The Birds in Winter

This Winter weather is starting to be a little annoying! Down here in south Texas we are usually working on our gardens, our tans and testing the pool temp everyday. I cannot remember having what anyone would actually call a true Winter here, EVER!

This morning I bundled up and went out to watch the birds. As I sat there I was considering how they continue to fly in the wind, the drizzle and the cold. They do not sit in their nest shivering, they go about what birds do to survive. The longer I watched them, it came to me that they are not just surviving, they are thriving. Their colors are no less vibrant than in the Spring. They are still playful with each other. They continue with what they know has to be done regardless of the weather.

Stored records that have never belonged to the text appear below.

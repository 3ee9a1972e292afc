//! Database-backed workflow tests.
//!
//! Each test runs against a fresh schema created from `migrations/`
//! by `sqlx::test`, which requires a reachable PostgreSQL behind
//! `DATABASE_URL`.

use std::sync::Arc;

use serde_json::Map;
use sqlx::PgPool;
use sqlx::types::Json;

use estate_api::domain::{Audience, GeoPosition, PropertyFields};
use estate_api::error::ApiError;
use estate_api::notify::TelegramNotifier;
use estate_api::persistence::{FeedbackRepo, ListingRepo, SellOrderRepo};
use estate_api::service::{FeedbackService, FeedbackUpdate};

fn property_fields(city: &str) -> PropertyFields {
    PropertyFields {
        deal_type: "sell".into(),
        category: "apartment".into(),
        price: 25_000_000,
        description: None,
        estate_agent: None,
        geo_position: Some(Json(GeoPosition {
            city: Some(city.into()),
            street: Some("Abay".into()),
            house_number: Some("12".into()),
            ..GeoPosition::default()
        })),
        owner_info: None,
        apartment_complex: None,
        images: Json(vec![]),
        documents: None,
        room_count: Some(2),
        house_square: None,
        kitchen_square: None,
        house_building_year: None,
        target_floor: None,
        total_floor: None,
        not_first_floor: None,
        not_last_floor: None,
        attrs: Json(Map::new()),
    }
}

#[sqlx::test]
async fn sell_order_completion_claims_the_transition_once(pool: PgPool) -> Result<(), ApiError> {
    let orders = SellOrderRepo::new(pool);
    let order = orders.insert(&property_fields("Almaty")).await?;

    assert!(orders.complete_if_pending(order.id).await?);
    let completed = orders.find_by_id(order.id, Audience::AdminService).await?;
    assert!(completed.is_some_and(|o| o.status == "completed"));

    // The transition is exclusive; repeating it claims nothing.
    assert!(!orders.complete_if_pending(order.id).await?);
    Ok(())
}

#[sqlx::test]
async fn feedback_title_follows_the_referenced_listing_on_update(
    pool: PgPool,
) -> Result<(), ApiError> {
    let listings = ListingRepo::new(pool.clone());
    let feedbacks = FeedbackService::new(
        FeedbackRepo::new(pool.clone()),
        listings.clone(),
        Arc::new(TelegramNotifier::disabled()),
    );

    let listing = listings
        .insert(&property_fields("Almaty"), None, Some("active"))
        .await?;
    let lead = feedbacks
        .create("Aigerim", "+7 700 000 00 00", Some(listing.id), None)
        .await?;
    assert!(lead.title.as_deref().unwrap_or_default().contains("Almaty"));

    // The listing moves city; a status-only triage update must pick
    // the change up rather than keep the stale frozen title.
    sqlx::query(
        "UPDATE listings SET geo_position = \
         jsonb_set(geo_position, '{city}', '\"Astana\"'::jsonb) WHERE id = $1",
    )
    .bind(listing.id)
    .execute(&pool)
    .await?;

    let updated = feedbacks
        .update(
            lead.id,
            FeedbackUpdate {
                status: Some("inWork".into()),
                ..FeedbackUpdate::default()
            },
        )
        .await?;
    assert_eq!(updated.status, "inWork");
    assert!(
        updated
            .title
            .as_deref()
            .unwrap_or_default()
            .contains("Astana"),
        "title was {:?}",
        updated.title
    );
    Ok(())
}
//! Listing repository: dynamic search, CRUD, and order materialization.

use sqlx::{PgPool, Postgres, QueryBuilder};
use uuid::Uuid;

use crate::domain::filter::ROOM_BUCKET_THRESHOLD;
use crate::domain::{Audience, Listing, ListingQuery, PropertyFields, TotalFloorClause, VisibilityClause};
use crate::error::ApiError;

/// Shared property columns, in insert order.
const PROPERTY_COLUMNS: &str = "deal_type, category, price, description, estate_agent, \
     geo_position, owner_info, apartment_complex, images, documents, room_count, \
     house_square, kitchen_square, house_building_year, target_floor, total_floor, \
     not_first_floor, not_last_floor, attrs";

/// Full projection for the admin service.
const SELECT_ADMIN: &str = "SELECT id, deal_type, category, business_type, visibility_status, \
     price, description, estate_agent, geo_position, owner_info, apartment_complex, images, \
     documents, room_count, house_square, kitchen_square, house_building_year, target_floor, \
     total_floor, not_first_floor, not_last_floor, attrs, created_at, updated_at FROM listings";

/// Public projection: `owner_info` and `documents` are never fetched,
/// only substituted with NULL at the query level.
const SELECT_PUBLIC: &str = "SELECT id, deal_type, category, business_type, visibility_status, \
     price, description, estate_agent, geo_position, NULL::jsonb AS owner_info, \
     apartment_complex, images, NULL::text AS documents, room_count, house_square, \
     kitchen_square, house_building_year, target_floor, total_floor, not_first_floor, \
     not_last_floor, attrs, created_at, updated_at FROM listings";

/// Returns the projection for the caller's audience.
const fn projection(audience: Audience) -> &'static str {
    match audience {
        Audience::AdminService => SELECT_ADMIN,
        Audience::Public => SELECT_PUBLIC,
    }
}

/// PostgreSQL-backed listing repository.
#[derive(Debug, Clone)]
pub struct ListingRepo {
    pool: PgPool,
}

impl ListingRepo {
    /// Creates a repository over the given pool.
    #[must_use]
    pub fn new(pool: PgPool) -> Self {
        Self { pool }
    }

    /// Runs a validated [`ListingQuery`], newest first.
    ///
    /// # Errors
    ///
    /// Returns [`ApiError::Database`] on database failure.
    pub async fn search(
        &self,
        query: &ListingQuery,
        audience: Audience,
    ) -> Result<Vec<Listing>, ApiError> {
        let mut qb = build_search_query(query, audience);
        let rows = qb
            .build_query_as::<Listing>()
            .fetch_all(&self.pool)
            .await?;
        Ok(rows)
    }

    /// Fetches a single listing by id with the audience's projection.
    ///
    /// # Errors
    ///
    /// Returns [`ApiError::Database`] on database failure.
    pub async fn find_by_id(
        &self,
        id: Uuid,
        audience: Audience,
    ) -> Result<Option<Listing>, ApiError> {
        let sql = format!("{} WHERE id = $1", projection(audience));
        let row = sqlx::query_as::<_, Listing>(&sql)
            .bind(id)
            .fetch_optional(&self.pool)
            .await?;
        Ok(row)
    }

    /// Inserts a new listing. Visibility defaults to `checking` when
    /// not supplied.
    ///
    /// # Errors
    ///
    /// Returns [`ApiError::Database`] on database failure.
    pub async fn insert(
        &self,
        fields: &PropertyFields,
        business_type: Option<&str>,
        visibility_status: Option<&str>,
    ) -> Result<Listing, ApiError> {
        let sql = format!(
            "INSERT INTO listings ({PROPERTY_COLUMNS}, business_type, visibility_status) \
             VALUES ($1, $2, $3, $4, $5, $6, $7, $8, $9, $10, $11, $12, $13, $14, $15, $16, \
                     $17, $18, $19, $20, COALESCE($21, 'checking')) \
             RETURNING *"
        );
        let row = bind_property_fields(sqlx::query_as::<_, Listing>(&sql), fields)
            .bind(business_type)
            .bind(visibility_status)
            .fetch_one(&self.pool)
            .await?;
        Ok(row)
    }

    /// Replaces a listing's property fields; `business_type` and
    /// `visibility_status` keep their current values when absent.
    ///
    /// # Errors
    ///
    /// Returns [`ApiError::Database`] on database failure.
    pub async fn update(
        &self,
        id: Uuid,
        fields: &PropertyFields,
        business_type: Option<&str>,
        visibility_status: Option<&str>,
    ) -> Result<Option<Listing>, ApiError> {
        let sql = "UPDATE listings SET \
             deal_type = $1, category = $2, price = $3, description = $4, estate_agent = $5, \
             geo_position = $6, owner_info = $7, apartment_complex = $8, images = $9, \
             documents = $10, room_count = $11, house_square = $12, kitchen_square = $13, \
             house_building_year = $14, target_floor = $15, total_floor = $16, \
             not_first_floor = $17, not_last_floor = $18, attrs = $19, \
             business_type = COALESCE($20, business_type), \
             visibility_status = COALESCE($21, visibility_status), \
             updated_at = now() \
             WHERE id = $22 RETURNING *";
        let row = bind_property_fields(sqlx::query_as::<_, Listing>(sql), fields)
            .bind(business_type)
            .bind(visibility_status)
            .bind(id)
            .fetch_optional(&self.pool)
            .await?;
        Ok(row)
    }

    /// Materializes a listing from a sell order's property fields.
    /// The new listing starts in `checking`, like any other creation.
    ///
    /// # Errors
    ///
    /// Returns [`ApiError::Database`] on database failure.
    pub async fn insert_from_order(&self, fields: &PropertyFields) -> Result<Listing, ApiError> {
        self.insert(fields, None, None).await
    }

    /// Deletes a listing, returning the removed row.
    ///
    /// # Errors
    ///
    /// Returns [`ApiError::Database`] on database failure.
    pub async fn delete(&self, id: Uuid) -> Result<Option<Listing>, ApiError> {
        let row = sqlx::query_as::<_, Listing>("DELETE FROM listings WHERE id = $1 RETURNING *")
            .bind(id)
            .fetch_optional(&self.pool)
            .await?;
        Ok(row)
    }
}

/// Binds the shared property columns in [`PROPERTY_COLUMNS`] order.
fn bind_property_fields<'q>(
    query: sqlx::query::QueryAs<'q, Postgres, Listing, sqlx::postgres::PgArguments>,
    fields: &'q PropertyFields,
) -> sqlx::query::QueryAs<'q, Postgres, Listing, sqlx::postgres::PgArguments> {
    query
        .bind(&fields.deal_type)
        .bind(&fields.category)
        .bind(fields.price)
        .bind(&fields.description)
        .bind(fields.estate_agent)
        .bind(&fields.geo_position)
        .bind(&fields.owner_info)
        .bind(&fields.apartment_complex)
        .bind(&fields.images)
        .bind(&fields.documents)
        .bind(fields.room_count)
        .bind(fields.house_square)
        .bind(fields.kitchen_square)
        .bind(fields.house_building_year)
        .bind(fields.target_floor)
        .bind(fields.total_floor)
        .bind(fields.not_first_floor)
        .bind(fields.not_last_floor)
        .bind(&fields.attrs)
}

/// Renders a [`ListingQuery`] into SQL. Pure function so the generated
/// clauses are testable without a database.
fn build_search_query(
    query: &ListingQuery,
    audience: Audience,
) -> QueryBuilder<'static, Postgres> {
    let mut qb = QueryBuilder::new(projection(audience));
    qb.push(" WHERE ");

    match &query.visibility {
        VisibilityClause::Exactly(status) => {
            qb.push("visibility_status = ").push_bind(status.clone());
        }
        VisibilityClause::AnyOf(statuses) => {
            qb.push("visibility_status = ANY(")
                .push_bind(statuses.clone())
                .push(")");
        }
    }

    for (lvalue, value) in &query.pass_through {
        qb.push(" AND ")
            .push(*lvalue)
            .push(" = ")
            .push_bind(value.clone());
    }

    if let Some(min) = query.price_min {
        qb.push(" AND price >= ").push_bind(min);
    }
    if let Some(max) = query.price_max {
        qb.push(" AND price <= ").push_bind(max);
    }

    if !query.room_counts.is_empty() {
        qb.push(" AND (room_count = ANY(")
            .push_bind(query.room_counts.clone())
            .push(")");
        if query.rooms_seven_plus {
            qb.push(" OR room_count >= ").push_bind(ROOM_BUCKET_THRESHOLD);
        }
        qb.push(")");
    }

    if query.not_first_floor {
        qb.push(" AND not_first_floor = TRUE");
    }
    if query.not_last_floor {
        qb.push(" AND not_last_floor = TRUE");
    }
    if let Some(floor) = query.target_floor {
        qb.push(" AND target_floor = ").push_bind(floor);
    }
    match query.total_floor {
        Some(TotalFloorClause::Exact(n)) => {
            qb.push(" AND total_floor = ").push_bind(n);
        }
        Some(TotalFloorClause::Above(n)) => {
            qb.push(" AND total_floor > ").push_bind(n);
        }
        None => {}
    }

    if let Some(min) = query.house_square_min {
        qb.push(" AND house_square >= ").push_bind(min);
    }
    if let Some(max) = query.house_square_max {
        qb.push(" AND house_square <= ").push_bind(max);
    }
    if let Some(min) = query.kitchen_square_min {
        qb.push(" AND kitchen_square >= ").push_bind(min);
    }
    if let Some(year) = query.building_year_min {
        qb.push(" AND house_building_year >= ").push_bind(year);
    }

    if let Some(city) = &query.city {
        qb.push(" AND geo_position ->> 'city' = ").push_bind(city.clone());
    }
    if let Some(region) = &query.city_region {
        qb.push(" AND geo_position ->> 'cityRegion' = ")
            .push_bind(region.clone());
    }
    if let Some(street) = &query.street_search {
        qb.push(" AND geo_position ->> 'street' ILIKE ")
            .push_bind(format!("%{street}%"));
    }

    qb.push(" ORDER BY created_at DESC LIMIT ")
        .push_bind(query.limit)
        .push(" OFFSET ")
        .push_bind(query.offset());
    qb
}

#[cfg(test)]
mod tests {
    use super::*;
    use std::collections::HashMap;

    fn query_from(pairs: &[(&str, &str)], audience: Audience) -> ListingQuery {
        let params: HashMap<String, String> = pairs
            .iter()
            .map(|&(k, v)| (k.to_string(), v.to_string()))
            .collect();
        ListingQuery::from_params(&params, audience)
    }

    #[test]
    fn public_projection_never_fetches_owner_info() {
        let query = query_from(&[], Audience::Public);
        let qb = build_search_query(&query, Audience::Public);
        let sql = qb.sql();
        assert!(sql.contains("NULL::jsonb AS owner_info"));
        assert!(sql.contains("NULL::text AS documents"));

        let qb = build_search_query(&query, Audience::AdminService);
        assert!(!qb.sql().contains("NULL::jsonb"));
    }

    #[test]
    fn room_bucket_renders_an_or_clause() {
        let query = query_from(&[("roomCount", "3,7")], Audience::Public);
        let qb = build_search_query(&query, Audience::Public);
        let sql = qb.sql();
        assert!(sql.contains("room_count = ANY("));
        assert!(sql.contains("OR room_count >= "));
    }

    #[test]
    fn total_floor_above_nine_renders_strict_greater() {
        let query = query_from(&[("totalFloor", "12")], Audience::Public);
        let qb = build_search_query(&query, Audience::Public);
        assert!(qb.sql().contains("total_floor > "));

        let query = query_from(&[("totalFloor", "5")], Audience::Public);
        let qb = build_search_query(&query, Audience::Public);
        assert!(qb.sql().contains("total_floor = "));
    }

    #[test]
    fn street_search_is_case_insensitive_substring() {
        let query = query_from(&[("searchStreet", "abay")], Audience::Public);
        let qb = build_search_query(&query, Audience::Public);
        assert!(qb.sql().contains("geo_position ->> 'street' ILIKE "));
    }

    #[test]
    fn pass_through_clauses_target_declared_lvalues() {
        let query = query_from(
            &[("houseCondition", "good"), ("type", "sell")],
            Audience::Public,
        );
        let qb = build_search_query(&query, Audience::Public);
        let sql = qb.sql();
        assert!(sql.contains("attrs ->> 'houseCondition' = "));
        assert!(sql.contains("deal_type = "));
    }

    #[test]
    fn results_are_paginated_and_sorted_newest_first() {
        let query = query_from(&[("page", "2"), ("limit", "10")], Audience::Public);
        let qb = build_search_query(&query, Audience::Public);
        assert!(qb.sql().contains("ORDER BY created_at DESC LIMIT "));
    }
}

For the last almost 6 months now I have survived. I get up, I eat, I breath, I might shower, 🙂 and I do what needs to be done.  This morning though, I realize that I want more. There is still so much life left in me and so many people that I want to spend life with, I am tired of just watching it go by.

An AMAZING young woman gave me some honest and true loving words this morning. She reminded me that we can have an impact and we can still grow within ourselves. At this time in my life I thought I was done growing. Sometimes what others see in you is greater than what you ever see in yourself.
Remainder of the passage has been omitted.